● RECORDS PROVIDED
━━━━━━━━
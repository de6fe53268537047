//! Issuer revocation registries: creation, lookup, publication and the
//! pending-revocation ledger.

mod registry;

pub use registry::{RegistryCache, RevocationRegistry};

use std::path::{Path, PathBuf};
use std::sync::Arc;

use aries_storage::{AgentStorage, StorageError, TagFilter};
use serde_json::Value;
use tracing::{debug, info, warn};

use crate::collaborators::{Issuer, Ledger, LedgerError, RegistrySpec, TailsFetcher};
use crate::error::ExchangeError;
use crate::models::issuer_rev_reg::check_url;
use crate::models::{
    tag_filter, IssuanceType, IssuerRevRegRecord, RecordModel, RecordRepository, RevRegState,
};
use crate::util::parse_timestamp;

const MAX_UPDATE_ATTEMPTS: usize = 3;

pub struct RevocationCoordinator {
    issuer: Arc<dyn Issuer>,
    ledger: Arc<dyn Ledger>,
    tails: Arc<dyn TailsFetcher>,
    registries: RecordRepository<IssuerRevRegRecord>,
    cache: RegistryCache,
    tails_dir: PathBuf,
}

impl RevocationCoordinator {
    pub fn new(
        issuer: Arc<dyn Issuer>,
        ledger: Arc<dyn Ledger>,
        tails: Arc<dyn TailsFetcher>,
        storage: Arc<dyn AgentStorage>,
        tails_dir: PathBuf,
    ) -> Self {
        RevocationCoordinator {
            issuer,
            ledger,
            tails,
            registries: RecordRepository::new(storage),
            cache: RegistryCache::new(),
            tails_dir,
        }
    }

    pub fn tails_dir(&self) -> &Path {
        &self.tails_dir
    }

    pub fn tails_fetcher(&self) -> &dyn TailsFetcher {
        self.tails.as_ref()
    }

    pub fn registry_cache(&self) -> &RegistryCache {
        &self.cache
    }

    // ── Lookup ─────────────────────────────────────

    /// Create a registry record in `init` for a revocable credential
    /// definition.
    pub async fn init_issuer_registry(
        &self,
        cred_def_id: &str,
        issuer_did: &str,
        issuance_by_default: bool,
        max_cred_num: Option<u32>,
        revoc_def_type: Option<&str>,
        tag: Option<&str>,
    ) -> Result<IssuerRevRegRecord, ExchangeError> {
        let session = self.ledger.open_session().await?;
        let cred_def = match session.get_credential_definition(cred_def_id).await {
            Ok(def) => def,
            Err(LedgerError::NotFound(_)) => {
                return Err(ExchangeError::RevocationNotSupported(format!(
                    "credential definition {} not found",
                    cred_def_id
                )))
            }
            Err(e) => return Err(e.into()),
        };
        if !supports_revocation(&cred_def) {
            return Err(ExchangeError::RevocationNotSupported(format!(
                "credential definition {} does not support revocation",
                cred_def_id
            )));
        }

        let issuance_type = if issuance_by_default {
            IssuanceType::ByDefault
        } else {
            IssuanceType::OnDemand
        };
        let mut record = IssuerRevRegRecord::new(
            cred_def_id,
            issuer_did,
            issuance_type,
            max_cred_num,
            revoc_def_type,
            tag,
        );
        self.registries.create(&mut record).await?;
        info!(record_id = %record.record_id, cred_def_id, "revocation registry initialised");
        Ok(record)
    }

    /// The registry currently taking new credentials for `cred_def_id`.
    pub async fn get_active_issuer_rev_reg_record(
        &self,
        cred_def_id: &str,
    ) -> Result<IssuerRevRegRecord, ExchangeError> {
        let filter = tag_filter([
            ("cred_def_id", cred_def_id),
            ("state", RevRegState::Active.as_str()),
        ]);
        let mut active = self.registries.query(&filter).await?;
        if active.len() > 1 {
            warn!(cred_def_id, count = active.len(), "more than one active revocation registry");
            active.sort_by_cached_key(|r| r.meta.created_at.as_deref().and_then(parse_timestamp));
        }
        active.into_iter().next().ok_or_else(|| {
            ExchangeError::NotFound(format!(
                "no active revocation registry for credential definition {}",
                cred_def_id
            ))
        })
    }

    pub async fn get_issuer_rev_reg_record(
        &self,
        revoc_reg_id: &str,
    ) -> Result<IssuerRevRegRecord, ExchangeError> {
        self.registries
            .retrieve_by_tag_filter(&tag_filter([("revoc_reg_id", revoc_reg_id)]))
            .await
    }

    pub async fn list_issuer_registries(&self) -> Result<Vec<IssuerRevRegRecord>, ExchangeError> {
        self.registries.query(&TagFilter::new()).await
    }

    /// Registries holding revocations not yet on the ledger.
    pub async fn pending_registries(&self) -> Result<Vec<IssuerRevRegRecord>, ExchangeError> {
        Ok(self
            .list_issuer_registries()
            .await?
            .into_iter()
            .filter(IssuerRevRegRecord::has_pending)
            .collect())
    }

    /// A registry as published on the ledger. Cached for the life of the
    /// coordinator.
    pub async fn get_ledger_registry(
        &self,
        revoc_reg_id: &str,
    ) -> Result<RevocationRegistry, ExchangeError> {
        if let Some(hit) = self.cache.get(revoc_reg_id) {
            return Ok(hit);
        }
        let session = self.ledger.open_session().await?;
        let def = session.get_revoc_reg_def(revoc_reg_id).await?;
        let registry = RevocationRegistry::from_definition(&def, true)?;
        self.cache.insert(registry.clone());
        Ok(registry)
    }

    /// The registry a local record describes.
    pub fn get_registry(
        &self,
        record: &IssuerRevRegRecord,
    ) -> Result<RevocationRegistry, ExchangeError> {
        let def = record.revoc_reg_def.as_ref().ok_or_else(|| {
            ExchangeError::Revocation(format!(
                "registry {} has no definition",
                record.record_id
            ))
        })?;
        let mut registry = RevocationRegistry::from_definition(def, false)?;
        registry.tails_local_path = record.tails_local_path.clone();
        registry.tails_public_uri = record.tails_public_uri.clone();
        Ok(registry)
    }

    // ── Life-cycle ─────────────────────────────────

    /// Create the registry and its tails file through the issuer.
    pub async fn generate_registry(
        &self,
        record: &mut IssuerRevRegRecord,
    ) -> Result<(), ExchangeError> {
        record.ensure_state(&[RevRegState::Init], "generate registry")?;
        let tag = record.tag.clone().unwrap_or_else(|| record.record_id.clone());
        let tails_dir = self.tails_dir.join(&record.record_id);
        tokio::fs::create_dir_all(&tails_dir).await?;
        let tails_dir = tails_dir.to_string_lossy().into_owned();

        debug!(record_id = %record.record_id, "creating revocation registry");
        let created = self
            .issuer
            .create_and_store_revocation_registry(RegistrySpec {
                issuer_did: &record.issuer_did,
                cred_def_id: &record.cred_def_id,
                revoc_def_type: &record.revoc_def_type,
                tag: &tag,
                max_cred_num: record.max_cred_num,
                tails_dir: &tails_dir,
                issuance_type: record.issuance_type.as_str(),
            })
            .await?;

        let value = created.revoc_reg_def.get("value");
        let value_str = |name: &str| {
            value
                .and_then(|v| v.get(name))
                .and_then(Value::as_str)
                .map(str::to_string)
        };
        record.tag = Some(tag);
        record.tails_hash = value_str("tailsHash");
        record.tails_local_path = value_str("tailsLocation");
        record.revoc_reg_id = Some(created.revoc_reg_id);
        record.revoc_reg_def = Some(created.revoc_reg_def);
        record.revoc_reg_entry = Some(created.revoc_reg_entry);
        record.state = RevRegState::Generated;
        self.registries.update(record).await?;
        info!(
            record_id = %record.record_id,
            revoc_reg_id = record.revoc_reg_id.as_deref().unwrap_or_default(),
            "revocation registry generated"
        );
        Ok(())
    }

    pub async fn set_tails_file_public_uri(
        &self,
        record: &mut IssuerRevRegRecord,
        uri: &str,
    ) -> Result<(), ExchangeError> {
        record.set_tails_file_public_uri(uri)?;
        self.registries.update(record).await
    }

    pub async fn publish_registry_definition(
        &self,
        record: &mut IssuerRevRegRecord,
    ) -> Result<(), ExchangeError> {
        record.ensure_state(&[RevRegState::Generated], "publish registry definition")?;
        let def = record.revoc_reg_def.as_ref().ok_or_else(|| {
            ExchangeError::Revocation("revocation registry undefined".to_string())
        })?;
        check_url(record.tails_public_uri.as_deref().unwrap_or_default())?;

        let session = self.ledger.open_session().await?;
        session.send_revoc_reg_def(def, &record.issuer_did).await?;
        record.state = RevRegState::Published;
        self.registries.update(record).await?;
        info!(record_id = %record.record_id, "revocation registry definition published");
        Ok(())
    }

    /// Write the current registry entry to the ledger. The first entry
    /// makes a published registry active.
    ///
    /// Activation does not look at other registries of the same cred def.
    /// When several are active, `get_active_issuer_rev_reg_record` picks
    /// the oldest, so issuance still targets one registry at a time.
    pub async fn publish_registry_entry(
        &self,
        record: &mut IssuerRevRegRecord,
    ) -> Result<(), ExchangeError> {
        record.ensure_state(
            &[RevRegState::Published, RevRegState::Active, RevRegState::Full],
            "publish registry entry",
        )?;
        let revoc_reg_id = record.registry_id()?.to_string();
        let entry = record.revoc_reg_entry.as_ref().ok_or_else(|| {
            ExchangeError::Revocation("revocation registry undefined".to_string())
        })?;
        check_url(record.tails_public_uri.as_deref().unwrap_or_default())?;

        let session = self.ledger.open_session().await?;
        session
            .send_revoc_reg_entry(&revoc_reg_id, &record.revoc_def_type, entry, &record.issuer_did)
            .await?;
        if record.state == RevRegState::Published {
            record.state = RevRegState::Active;
            self.registries.update(record).await?;
            info!(record_id = %record.record_id, %revoc_reg_id, "revocation registry active");
            let active = self
                .registries
                .query(&tag_filter([
                    ("cred_def_id", record.cred_def_id.as_str()),
                    ("state", RevRegState::Active.as_str()),
                ]))
                .await?;
            if active.len() > 1 {
                warn!(
                    cred_def_id = %record.cred_def_id,
                    count = active.len(),
                    "another revocation registry is already active; the oldest takes new credentials"
                );
            }
        }
        Ok(())
    }

    /// Record `cred_rev_id` as revoked locally, pending publication.
    pub async fn mark_pending(
        &self,
        record: &mut IssuerRevRegRecord,
        cred_rev_id: &str,
    ) -> Result<(), ExchangeError> {
        self.update_with_retry(record, |r| {
            r.add_pending(cred_rev_id);
            true
        })
        .await?;
        debug!(record_id = %record.record_id, cred_rev_id, "revocation pending");
        Ok(())
    }

    /// Drop `published` from the pending set, or everything when `None`.
    /// Indices added concurrently are kept.
    pub async fn clear_pending(
        &self,
        record: &mut IssuerRevRegRecord,
        published: Option<&[String]>,
    ) -> Result<(), ExchangeError> {
        let all = record.pending_pub.clone();
        let published = published.unwrap_or(all.as_slice());
        self.update_with_retry(record, |r| r.remove_pending(published))
            .await
    }

    /// Stop issuing into `record`. The copy may be stale; the stored
    /// registry is reloaded on a version conflict.
    pub async fn mark_full(&self, record: &mut IssuerRevRegRecord) -> Result<(), ExchangeError> {
        self.update_with_retry(record, |r| {
            if r.state == RevRegState::Full {
                return false;
            }
            r.state = RevRegState::Full;
            true
        })
        .await?;
        warn!(
            record_id = %record.record_id,
            revoc_reg_id = record.revoc_reg_id.as_deref().unwrap_or_default(),
            "revocation registry full"
        );
        Ok(())
    }

    /// Apply `mutate` and save, reloading and reapplying on a version
    /// conflict. `mutate` returns false when there is nothing to save.
    async fn update_with_retry<F>(
        &self,
        record: &mut IssuerRevRegRecord,
        mutate: F,
    ) -> Result<(), ExchangeError>
    where
        F: Fn(&mut IssuerRevRegRecord) -> bool,
    {
        let mut attempt = 0;
        loop {
            if !mutate(record) {
                return Ok(());
            }
            match self.registries.update(record).await {
                Ok(()) => return Ok(()),
                Err(ExchangeError::Storage(StorageError::ConcurrentConflict { .. }))
                    if attempt + 1 < MAX_UPDATE_ATTEMPTS =>
                {
                    attempt += 1;
                    debug!(record_id = %record.record_id, attempt, "registry changed underneath, retrying");
                    *record = self.registries.retrieve_by_id(record.id()).await?;
                }
                Err(e) => return Err(e),
            }
        }
    }

    // ── Revocation ─────────────────────────────────

    /// Revoke `cred_rev_ids` in the registry `record` describes and save
    /// the resulting entry on the record. Nothing is written to the ledger.
    pub async fn revoke_in_registry(
        &self,
        record: &mut IssuerRevRegRecord,
        cred_rev_ids: &[String],
    ) -> Result<(), ExchangeError> {
        let revoc_reg_id = record.registry_id()?.to_string();
        let delta = self
            .issuer
            .revoke_credentials(&revoc_reg_id, record.tails_local_path.as_deref(), cred_rev_ids)
            .await?;
        let entry = match &record.revoc_reg_entry {
            Some(previous) => {
                self.issuer
                    .merge_revocation_registry_deltas(previous, &delta)
                    .await?
            }
            None => delta,
        };
        record.revoc_reg_entry = Some(entry);
        self.registries.update(record).await
    }
}

fn supports_revocation(cred_def: &Value) -> bool {
    cred_def
        .get("value")
        .and_then(|v| v.get("revocation"))
        .is_some_and(|r| !r.is_null())
}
━━━━━━━━
When the word "count" occurs in a line above, list that line.

            warn!(cred_def_id, count = active.len(), "more than one active revocation registry");
                    count = active.len(),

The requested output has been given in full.